> _Data for this task_:
-=-=-=-=-

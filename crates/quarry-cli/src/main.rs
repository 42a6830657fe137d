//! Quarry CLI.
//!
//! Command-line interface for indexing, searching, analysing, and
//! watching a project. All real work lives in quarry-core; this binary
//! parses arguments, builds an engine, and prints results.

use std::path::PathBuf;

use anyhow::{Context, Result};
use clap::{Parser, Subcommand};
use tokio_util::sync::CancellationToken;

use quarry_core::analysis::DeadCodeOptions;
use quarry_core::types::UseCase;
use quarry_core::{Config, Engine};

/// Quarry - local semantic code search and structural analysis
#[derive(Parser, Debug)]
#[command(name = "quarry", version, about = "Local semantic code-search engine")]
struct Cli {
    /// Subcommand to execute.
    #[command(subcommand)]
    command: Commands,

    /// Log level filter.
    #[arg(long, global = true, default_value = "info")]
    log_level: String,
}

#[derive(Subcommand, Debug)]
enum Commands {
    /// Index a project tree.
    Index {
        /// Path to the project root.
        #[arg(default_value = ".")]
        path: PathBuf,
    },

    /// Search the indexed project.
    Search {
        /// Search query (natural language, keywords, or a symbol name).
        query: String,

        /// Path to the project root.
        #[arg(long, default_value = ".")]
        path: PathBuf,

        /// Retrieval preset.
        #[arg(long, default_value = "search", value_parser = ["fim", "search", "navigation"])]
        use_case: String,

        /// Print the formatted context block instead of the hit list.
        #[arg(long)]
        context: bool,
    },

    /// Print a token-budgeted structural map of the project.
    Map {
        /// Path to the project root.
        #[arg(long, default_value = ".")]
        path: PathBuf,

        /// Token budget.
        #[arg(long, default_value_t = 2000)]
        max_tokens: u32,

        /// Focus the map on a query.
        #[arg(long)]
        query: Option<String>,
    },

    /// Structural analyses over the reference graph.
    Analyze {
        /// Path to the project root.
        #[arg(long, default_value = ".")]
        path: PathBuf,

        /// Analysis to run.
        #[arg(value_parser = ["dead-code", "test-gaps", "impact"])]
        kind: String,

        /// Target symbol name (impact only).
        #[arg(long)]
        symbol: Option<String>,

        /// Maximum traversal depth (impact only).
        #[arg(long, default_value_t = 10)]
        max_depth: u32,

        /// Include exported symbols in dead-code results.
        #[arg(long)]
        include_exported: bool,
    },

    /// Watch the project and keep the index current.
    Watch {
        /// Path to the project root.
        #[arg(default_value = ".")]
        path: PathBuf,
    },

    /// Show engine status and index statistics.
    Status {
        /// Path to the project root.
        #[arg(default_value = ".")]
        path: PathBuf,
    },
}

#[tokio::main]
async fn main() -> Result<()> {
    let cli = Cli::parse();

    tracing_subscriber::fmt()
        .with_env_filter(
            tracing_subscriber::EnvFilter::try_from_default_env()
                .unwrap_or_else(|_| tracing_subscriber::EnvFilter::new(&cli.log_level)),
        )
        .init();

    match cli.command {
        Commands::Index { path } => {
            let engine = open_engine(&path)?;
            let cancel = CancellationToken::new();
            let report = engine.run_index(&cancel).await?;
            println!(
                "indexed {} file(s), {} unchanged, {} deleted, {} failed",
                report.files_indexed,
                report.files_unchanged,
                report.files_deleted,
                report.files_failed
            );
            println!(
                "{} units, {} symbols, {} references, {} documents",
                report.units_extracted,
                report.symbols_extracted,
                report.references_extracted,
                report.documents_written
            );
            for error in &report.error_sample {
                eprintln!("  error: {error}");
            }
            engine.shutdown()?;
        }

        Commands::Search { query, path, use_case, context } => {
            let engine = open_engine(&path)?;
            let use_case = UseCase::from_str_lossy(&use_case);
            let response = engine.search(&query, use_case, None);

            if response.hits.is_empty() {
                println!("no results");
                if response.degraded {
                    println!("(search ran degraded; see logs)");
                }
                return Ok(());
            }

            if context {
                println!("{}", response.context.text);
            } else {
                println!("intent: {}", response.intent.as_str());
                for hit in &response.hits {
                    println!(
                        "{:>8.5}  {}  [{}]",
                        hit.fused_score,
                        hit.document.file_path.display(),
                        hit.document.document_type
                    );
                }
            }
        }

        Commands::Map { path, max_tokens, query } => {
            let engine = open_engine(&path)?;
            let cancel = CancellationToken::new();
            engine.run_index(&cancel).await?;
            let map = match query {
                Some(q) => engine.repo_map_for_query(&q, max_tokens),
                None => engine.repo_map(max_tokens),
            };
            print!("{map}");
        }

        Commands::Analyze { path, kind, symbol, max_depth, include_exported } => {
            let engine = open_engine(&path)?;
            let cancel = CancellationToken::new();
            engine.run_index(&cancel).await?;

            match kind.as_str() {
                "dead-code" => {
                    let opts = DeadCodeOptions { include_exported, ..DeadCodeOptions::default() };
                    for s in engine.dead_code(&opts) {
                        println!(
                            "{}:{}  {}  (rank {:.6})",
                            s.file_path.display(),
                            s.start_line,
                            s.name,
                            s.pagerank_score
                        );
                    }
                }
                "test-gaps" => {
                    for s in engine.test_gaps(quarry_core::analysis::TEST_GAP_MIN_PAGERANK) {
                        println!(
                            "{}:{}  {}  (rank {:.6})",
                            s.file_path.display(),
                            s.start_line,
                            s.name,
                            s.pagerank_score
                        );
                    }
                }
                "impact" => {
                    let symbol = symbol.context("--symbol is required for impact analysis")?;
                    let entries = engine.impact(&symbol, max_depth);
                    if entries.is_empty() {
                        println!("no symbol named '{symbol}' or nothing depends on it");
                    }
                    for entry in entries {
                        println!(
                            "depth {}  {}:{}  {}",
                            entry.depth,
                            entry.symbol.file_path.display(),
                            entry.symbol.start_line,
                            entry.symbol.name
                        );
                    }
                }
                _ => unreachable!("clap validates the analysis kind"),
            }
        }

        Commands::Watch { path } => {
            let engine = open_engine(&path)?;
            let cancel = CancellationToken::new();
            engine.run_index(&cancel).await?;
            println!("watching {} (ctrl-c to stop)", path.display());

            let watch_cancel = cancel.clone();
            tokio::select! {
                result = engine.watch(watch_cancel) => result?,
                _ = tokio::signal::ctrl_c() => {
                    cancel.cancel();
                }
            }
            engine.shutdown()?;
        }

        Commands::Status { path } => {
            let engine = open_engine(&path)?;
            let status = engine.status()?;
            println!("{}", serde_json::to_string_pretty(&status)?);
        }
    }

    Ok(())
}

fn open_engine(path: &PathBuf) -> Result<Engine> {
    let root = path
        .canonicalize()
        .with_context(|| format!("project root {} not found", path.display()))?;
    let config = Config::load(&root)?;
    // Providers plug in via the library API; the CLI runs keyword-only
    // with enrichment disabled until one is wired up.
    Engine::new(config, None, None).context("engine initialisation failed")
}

-=-=-=-=-

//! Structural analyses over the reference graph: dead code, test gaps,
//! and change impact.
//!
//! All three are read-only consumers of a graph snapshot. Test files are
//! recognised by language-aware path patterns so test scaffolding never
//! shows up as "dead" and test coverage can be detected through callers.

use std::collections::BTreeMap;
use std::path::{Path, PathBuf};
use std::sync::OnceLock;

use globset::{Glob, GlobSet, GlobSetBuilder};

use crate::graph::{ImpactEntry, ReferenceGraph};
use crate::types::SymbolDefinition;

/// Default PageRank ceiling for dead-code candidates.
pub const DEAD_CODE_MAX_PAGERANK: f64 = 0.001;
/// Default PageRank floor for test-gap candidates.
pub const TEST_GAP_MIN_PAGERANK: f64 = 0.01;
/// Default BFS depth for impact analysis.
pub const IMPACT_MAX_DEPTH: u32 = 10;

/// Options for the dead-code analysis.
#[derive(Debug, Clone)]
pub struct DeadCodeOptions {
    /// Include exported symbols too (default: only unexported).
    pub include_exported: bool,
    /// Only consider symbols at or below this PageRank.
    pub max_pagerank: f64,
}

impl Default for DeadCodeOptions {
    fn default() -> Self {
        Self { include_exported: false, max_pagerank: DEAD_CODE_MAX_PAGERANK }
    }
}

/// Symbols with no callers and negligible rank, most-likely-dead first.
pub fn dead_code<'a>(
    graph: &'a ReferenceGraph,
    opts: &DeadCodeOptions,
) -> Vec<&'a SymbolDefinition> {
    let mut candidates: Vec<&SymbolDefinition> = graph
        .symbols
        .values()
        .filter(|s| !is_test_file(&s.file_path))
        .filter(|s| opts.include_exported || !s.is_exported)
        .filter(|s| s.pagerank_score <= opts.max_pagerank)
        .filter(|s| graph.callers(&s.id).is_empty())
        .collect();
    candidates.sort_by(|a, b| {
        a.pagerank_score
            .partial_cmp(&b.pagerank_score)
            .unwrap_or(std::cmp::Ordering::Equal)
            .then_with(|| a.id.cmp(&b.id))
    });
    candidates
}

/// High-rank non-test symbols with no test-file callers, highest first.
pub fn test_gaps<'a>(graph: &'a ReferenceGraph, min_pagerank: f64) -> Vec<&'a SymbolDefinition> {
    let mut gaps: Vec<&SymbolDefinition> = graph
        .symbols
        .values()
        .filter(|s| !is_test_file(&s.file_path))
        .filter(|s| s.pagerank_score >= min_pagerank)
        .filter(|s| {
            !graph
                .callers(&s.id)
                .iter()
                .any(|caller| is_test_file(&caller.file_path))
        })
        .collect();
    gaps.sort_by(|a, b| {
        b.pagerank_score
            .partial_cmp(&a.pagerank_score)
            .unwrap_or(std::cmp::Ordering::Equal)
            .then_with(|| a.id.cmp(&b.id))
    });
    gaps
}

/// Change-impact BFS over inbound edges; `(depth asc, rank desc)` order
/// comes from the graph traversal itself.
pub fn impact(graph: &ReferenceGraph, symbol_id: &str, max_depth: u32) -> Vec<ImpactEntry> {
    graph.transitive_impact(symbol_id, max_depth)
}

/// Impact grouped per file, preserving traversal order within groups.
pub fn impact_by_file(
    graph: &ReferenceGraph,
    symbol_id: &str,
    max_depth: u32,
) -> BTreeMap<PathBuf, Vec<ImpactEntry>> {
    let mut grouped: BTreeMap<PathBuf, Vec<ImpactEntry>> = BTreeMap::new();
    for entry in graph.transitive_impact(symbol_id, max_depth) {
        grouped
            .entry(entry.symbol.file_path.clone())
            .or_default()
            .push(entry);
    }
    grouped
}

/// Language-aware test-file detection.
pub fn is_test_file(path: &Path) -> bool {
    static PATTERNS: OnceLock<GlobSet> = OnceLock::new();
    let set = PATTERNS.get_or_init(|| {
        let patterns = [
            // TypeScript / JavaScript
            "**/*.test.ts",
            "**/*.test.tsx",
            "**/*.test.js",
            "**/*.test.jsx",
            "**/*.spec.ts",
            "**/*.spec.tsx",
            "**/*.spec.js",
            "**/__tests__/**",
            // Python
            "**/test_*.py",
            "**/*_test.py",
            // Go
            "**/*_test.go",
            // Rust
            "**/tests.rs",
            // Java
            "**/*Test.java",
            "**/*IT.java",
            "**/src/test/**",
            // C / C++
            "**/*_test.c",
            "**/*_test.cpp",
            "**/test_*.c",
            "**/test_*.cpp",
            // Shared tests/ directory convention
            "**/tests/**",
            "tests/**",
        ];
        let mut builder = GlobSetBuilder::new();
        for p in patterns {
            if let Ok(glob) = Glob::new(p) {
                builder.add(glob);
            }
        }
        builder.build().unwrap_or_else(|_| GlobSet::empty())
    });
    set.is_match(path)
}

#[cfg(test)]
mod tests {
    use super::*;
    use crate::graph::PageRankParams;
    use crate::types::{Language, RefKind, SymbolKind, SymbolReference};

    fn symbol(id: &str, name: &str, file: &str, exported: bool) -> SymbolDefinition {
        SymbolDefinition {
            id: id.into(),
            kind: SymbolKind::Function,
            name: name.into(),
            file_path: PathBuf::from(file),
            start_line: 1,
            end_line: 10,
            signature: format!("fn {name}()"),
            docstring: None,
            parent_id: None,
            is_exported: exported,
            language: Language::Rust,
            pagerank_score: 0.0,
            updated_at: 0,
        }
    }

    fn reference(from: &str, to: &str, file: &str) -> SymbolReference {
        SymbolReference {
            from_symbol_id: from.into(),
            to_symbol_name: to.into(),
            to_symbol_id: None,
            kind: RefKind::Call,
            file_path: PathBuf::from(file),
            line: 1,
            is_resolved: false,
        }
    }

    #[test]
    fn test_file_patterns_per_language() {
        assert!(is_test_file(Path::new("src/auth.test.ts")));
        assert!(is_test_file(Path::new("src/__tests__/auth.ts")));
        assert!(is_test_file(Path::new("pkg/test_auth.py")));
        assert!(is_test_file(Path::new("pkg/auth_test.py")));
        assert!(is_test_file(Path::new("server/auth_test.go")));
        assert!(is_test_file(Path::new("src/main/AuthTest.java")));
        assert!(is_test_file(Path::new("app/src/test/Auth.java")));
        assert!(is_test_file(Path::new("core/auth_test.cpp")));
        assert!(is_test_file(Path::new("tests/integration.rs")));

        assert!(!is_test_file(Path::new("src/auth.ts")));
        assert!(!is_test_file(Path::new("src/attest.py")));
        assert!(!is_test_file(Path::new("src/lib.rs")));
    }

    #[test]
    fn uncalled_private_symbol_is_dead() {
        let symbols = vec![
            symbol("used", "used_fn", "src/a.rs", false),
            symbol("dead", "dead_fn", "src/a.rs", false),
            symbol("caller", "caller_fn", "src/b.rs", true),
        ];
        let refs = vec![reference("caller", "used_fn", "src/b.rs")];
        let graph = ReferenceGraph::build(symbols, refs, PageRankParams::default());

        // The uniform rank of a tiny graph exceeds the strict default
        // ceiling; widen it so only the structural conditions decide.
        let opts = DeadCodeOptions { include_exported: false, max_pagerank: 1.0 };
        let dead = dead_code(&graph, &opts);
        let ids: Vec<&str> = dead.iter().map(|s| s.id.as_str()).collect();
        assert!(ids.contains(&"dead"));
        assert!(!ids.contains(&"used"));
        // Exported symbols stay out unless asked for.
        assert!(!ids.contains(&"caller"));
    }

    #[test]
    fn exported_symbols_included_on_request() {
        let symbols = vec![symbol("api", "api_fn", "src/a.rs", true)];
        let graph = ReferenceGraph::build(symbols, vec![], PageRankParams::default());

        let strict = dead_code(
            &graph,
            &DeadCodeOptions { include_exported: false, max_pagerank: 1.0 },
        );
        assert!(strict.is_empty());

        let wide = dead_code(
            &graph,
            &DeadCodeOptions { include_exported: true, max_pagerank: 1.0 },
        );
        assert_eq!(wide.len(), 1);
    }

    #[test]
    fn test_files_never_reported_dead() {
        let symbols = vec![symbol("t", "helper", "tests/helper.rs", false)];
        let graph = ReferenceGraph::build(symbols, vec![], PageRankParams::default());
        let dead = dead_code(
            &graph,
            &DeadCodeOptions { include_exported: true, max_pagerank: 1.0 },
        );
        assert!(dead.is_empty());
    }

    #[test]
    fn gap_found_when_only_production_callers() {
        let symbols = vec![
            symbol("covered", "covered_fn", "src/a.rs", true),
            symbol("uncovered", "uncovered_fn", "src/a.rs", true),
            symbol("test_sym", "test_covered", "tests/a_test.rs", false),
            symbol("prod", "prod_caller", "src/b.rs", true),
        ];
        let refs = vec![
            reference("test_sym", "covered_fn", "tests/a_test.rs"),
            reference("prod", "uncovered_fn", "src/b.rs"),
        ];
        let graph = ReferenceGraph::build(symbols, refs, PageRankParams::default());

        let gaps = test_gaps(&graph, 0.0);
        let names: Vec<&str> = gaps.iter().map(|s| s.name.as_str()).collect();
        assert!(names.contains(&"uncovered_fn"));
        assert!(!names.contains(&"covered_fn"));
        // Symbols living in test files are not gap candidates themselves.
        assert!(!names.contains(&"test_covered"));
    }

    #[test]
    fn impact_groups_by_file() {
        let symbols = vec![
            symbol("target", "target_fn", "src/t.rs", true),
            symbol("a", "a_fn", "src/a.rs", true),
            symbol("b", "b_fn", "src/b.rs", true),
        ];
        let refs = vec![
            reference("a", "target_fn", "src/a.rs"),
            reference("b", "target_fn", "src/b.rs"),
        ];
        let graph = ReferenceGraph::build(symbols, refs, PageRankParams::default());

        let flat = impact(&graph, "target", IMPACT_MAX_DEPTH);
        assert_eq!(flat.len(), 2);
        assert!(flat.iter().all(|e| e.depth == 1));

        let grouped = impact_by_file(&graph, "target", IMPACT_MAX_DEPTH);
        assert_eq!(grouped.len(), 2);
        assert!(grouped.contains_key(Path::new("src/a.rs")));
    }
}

-=-=-=-=-

> _What you will do_: Within the entries, find each line holding the string "BTreeMap". Reply with how many there are, as a number alone.

> _Task response_: 3